Les solutions en mode Saas possèdent beaucoup d’avantages, elles ont aussi des inconvénients et génèrent également quelques difficultés. Certaines directions métier ne passent plus par la DSI pour leurs besoins informatiques. Pour des questions d’optimisation du temps, elles utilisent des outils en mode SaaS directement contractualisés avec des fournisseurs extérieurs. Nous vivons actuellement une tendance à la « balkanisation des SI » : les systèmes d’information des entreprises sont de nouveau en train d’éclater. Dans les années 90, avec les ERP, nous avions réussi à consolider les noyaux des DSI en entreprise, mais aujourd’hui nous nous retrouvons de nouveau face aux mêmes difficultés d’intégration et de consolidation des applications.

En termes de responsabilité et de management, cet état de fait ne facilite pas la tâche des DSI pour le pilotage de la transformation digitale. Le point positif est qu’il les pousse à évoluer dans le bon sens : innovation et services rendus aux directions métier. 

Les entreprises françaises sont-elles bien armées pour faire face à ces évolutions ?

Oui, globalement. Certains événements font penser que c’est le cas, comme par exemple l’annonce toute récente du patron de Cisco d’un investissement de 100 millions de dollars dans les start-up françaises. C’est forcément prometteur.

Par ailleurs, lors du Consumer Electronic Show de Las Vegas, qui s’est déroulé début janvier, on a noté une forte participation des start-up françaises et certaines se sont bien distinguées.

Il est difficile de prévoir quand les produits et services fraîchement développés par ces jeunes sociétés arriveront dans l’entreprise et quel sera leur impact, mais tout cela peut aller très vite et dans des domaines très diversifiés. 

Quel est le challenge n° 1 des DSI pour accompagner ce tournant ?

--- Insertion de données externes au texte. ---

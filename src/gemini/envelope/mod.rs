use serde::{Deserialize, Serialize};

use crate::analyzer::prompt::GenerationConfig;
use crate::error::AttemptFailure;

pub const FINISH_REASON_MAX_TOKENS: &str = "MAX_TOKENS";

//Request body for models/{model}:generateContent
#[derive(Debug, Clone, Serialize)]
#[serde(rename_all = "camelCase")]
pub struct GenerateContentRequest {
    pub contents: Vec<RequestContent>,
    pub generation_config: GenerationConfig,
}

#[derive(Debug, Clone, Serialize)]
pub struct RequestContent {
    pub parts: Vec<RequestPart>,
}

#[derive(Debug, Clone, Serialize)]
pub struct RequestPart {
    pub text: String,
}

impl GenerateContentRequest {
    pub fn new(prompt: impl Into<String>, generation_config: GenerationConfig) -> Self {
        Self {
            contents: vec![RequestContent {
                parts: vec![RequestPart {
                    text: prompt.into(),
                }],
            }],
            generation_config,
        }
    }
}

#[derive(Debug, Deserialize)]
pub struct GenerateContentResponse {
    #[serde(default)]
    pub candidates: Option<Vec<Candidate>>,
}

#[derive(Debug, Deserialize)]
#[serde(rename_all = "camelCase")]
pub struct Candidate {
    pub content: Option<CandidateContent>,
    pub finish_reason: Option<String>,
}

#[derive(Debug, Deserialize)]
pub struct CandidateContent {
    pub parts: Option<Vec<CandidatePart>>,
}

#[derive(Debug, Deserialize)]
pub struct CandidatePart {
    pub text: Option<String>,
}

/// Pulls `candidates[0].content.parts[0].text` out of a 200 body.
///
/// Every structural gap is a retryable `Malformed`, except a candidate that
/// stopped at `MAX_TOKENS` before producing any part.
pub fn extract_text(body: &str) -> Result<String, AttemptFailure> {
    let response: GenerateContentResponse = serde_json::from_str(body)
        .map_err(|e| AttemptFailure::Malformed(format!("Invalid JSON envelope: {}", e)))?;

    let candidate = response
        .candidates
        .and_then(|candidates| candidates.into_iter().next())
        .ok_or_else(|| AttemptFailure::Malformed("No candidates in response".into()))?;

    let truncated = candidate.finish_reason.as_deref() == Some(FINISH_REASON_MAX_TOKENS);

    let content = candidate
        .content
        .ok_or_else(|| AttemptFailure::Malformed("No content in response candidate".into()))?;

    let parts = match content.parts {
        Some(parts) if !parts.is_empty() => parts,
        _ if truncated => return Err(AttemptFailure::Truncated),
        Some(_) => return Err(AttemptFailure::Malformed("Empty parts array in response".into())),
        None => return Err(AttemptFailure::Malformed("No parts in response content".into())),
    };

    parts
        .into_iter()
        .next()
        .and_then(|part| part.text)
        .filter(|text| !text.is_empty())
        .ok_or_else(|| AttemptFailure::Malformed("Empty response text".into()))
}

Une chose est certaine, la complexité pour les DSI réside aujourd’hui dans la gestion de la production et de la diffusion des informations des entreprises. Une problématique déjà bien identifiée par certains futurs collaborateurs des services informatiques. J’annonce souvent à mes étudiants, en introduction d’une formation et pour les motiver encore plus, que « l’information est le pétrole du XXIème siècle et c’est aussi un actif de l’entreprise ». 

Les DSI ne sont plus cantonnées à des charges exclusivement techniques. La dématérialisation des données, qui concerne tous les domaines et tous les services de l’entreprise, est un élément transverse. Désormais, l’interconnexion de l’entreprise ne concerne plus uniquement les clients ou les fournisseurs, elle concerne le monde extérieur. C’est pourquoi la bonne gestion de la circulation de l’information devient une activité à part entière des entreprises, et c’est à ce niveau stratégique, et ensuite opérationnel, qu’on attend les DSI.